KARO | Media24jam.com – Untuk pertama kalinya dalam sejarah, laga Tim Nasional (Timnas) Indonesia digelar di luar Pulau Jawa, tepatnya di Sumatera Utara (Sumut). Gubernur Sumut Bobby Nasution menegaskan, ini menjadi momen pembuktian bahwa Sumut mampu menjadi tuan rumah even internasional, khususnya di bidang olahraga.
Sumut ditunjuk menjadi tuan rumah Piala Kemerdekaan 2025, turnamen pemanasan menjelang Piala Dunia U-17 yang akan digelar di Qatar. Turnamen ini akan berlangsung Agustus 2025 di Stadion Utama Sumut, Deliserdang, dan diikuti empat tim, termasuk Timnas U-17 Indonesia.
“Ini kesempatan emas. Masyarakat Sumut bisa menyaksikan langsung Timnas bertanding di kandang sendiri. Kami berkomitmen penuh menyukseskan even ini. Ini juga menjadi pembuktian bahwa Sumut bisa dan siap menyelenggarakan even bertaraf internasional,” kata Bobby Nasution dalam rapat daring bersama PSSI dari Karo, Kamis (31/7).
Bobby menambahkan, ajang internasional ini diyakini akan mendorong pertumbuhan ekonomi daerah sekaligus membuka peluang lebih besar menjadi tuan rumah berbagai event nasional dan internasional di masa depan.
“Event ini akan mendatangkan pengunjung dari dalam dan luar negeri. Ini menjadi pengungkit ekonomi, sekaligus pembelajaran untuk meningkatkan kualitas penyelenggaraan event internasional ke depan,” ujarnya.
Sementara itu, Ketua Umum PSSI Erick Thohir mengatakan pemilihan Sumut sebagai tuan rumah merupakan bagian dari upaya pemerataan aktivitas Timnas agar tidak hanya terpusat di Pulau Jawa.
“Kita ingin distribusi kegiatan Timnas lebih merata. Kami juga menghargai upaya pemerintah daerah yang telah memperbaiki stadion, seperti di Sumut. Ini harus dimanfaatkan. Karenanya, laga pemanasan ini kami berikan ke Sumut,” kata Erick Thohir saat konferensi pers di Stadion Gelora Bung Karno, Jakarta, Kamis (31/7).
Erick menyebutkan, dua negara telah mengonfirmasi keikutsertaannya dalam Piala Kemerdekaan 2025, yakni Timnas U-17 Afrika Selatan dan Tajikistan.
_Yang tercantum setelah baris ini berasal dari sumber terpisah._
//! IMAP session bringup from configuration.

/// Default IMAP port for the given TLS mode.
fn default_port(mode: imap_connect::TlsMode) -> u16 {
    match mode {
        imap_connect::TlsMode::Implicit => 993,
        imap_connect::TlsMode::StartTls => 143,
    }
}

/// Convert config TLS mode to connection TLS mode.
fn map_tls_mode(mode: config_core::TlsMode) -> imap_connect::TlsMode {
    match mode {
        config_core::TlsMode::Implicit => imap_connect::TlsMode::Implicit,
        config_core::TlsMode::StartTls => imap_connect::TlsMode::StartTls,
    }
}

/// Connect and authenticate based on configured server settings.
pub async fn establish(
    config: &config_core::Config,
) -> Result<imap_session::Session, imap_session::Error> {
    let tls_mode = map_tls_mode(config.server.tls.mode);
    let port = config
        .server
        .port
        .unwrap_or_else(|| default_port(tls_mode));
    let tls_server_name = config
        .server
        .tls
        .server_name
        .as_deref()
        .unwrap_or(&config.server.host);

    tracing::info!(
        imap_host = %config.server.host,
        imap_port = port,
        imap_tls_mode = ?tls_mode,
        "establishing IMAP session"
    );

    imap_session::establish(imap_session::Params {
        connect: imap_connect::Params {
            host: &config.server.host,
            port,
            tls_mode,
            tls_server_name,
        },
        auth: imap_session::auth::Params {
            username: &config.credentials.username,
            password: &config.credentials.password,
        },
    })
    .await
}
PSSI juga berharap bisa menambah satu peserta lagi dari kawasan Amerika Selatan.
“Dengan hadirnya tim-tim peserta Piala Dunia U-17, kita berharap Garuda Asia mendapat pengalaman internasional yang sangat berharga,” ujar Erick.
Komite Eksekutif PSSI Arya Sinulingga menambahkan, penyelenggaraan laga internasional di Sumut juga bertujuan meningkatkan standar pertandingan di luar Jawa, sekaligus menjadi momentum kebangkitan sepakbola daerah.
“Sudah lebih dari 30 tahun Sumut tidak menggelar pertandingan internasional. Ini langkah nyata membawa Timnas lebih dekat ke masyarakat dan menunjukkan bahwa daerah juga mampu menjadi tuan rumah event besar,” kata Arya.
Penunjukan Sumut sebagai tuan rumah Piala Kemerdekaan 2025 menjadi catatan sejarah baru dalam perjalanan olahraga Indonesia dan membuktikan komitmen untuk mendorong pemerataan dan pengembangan sepakbola nasional.(ril).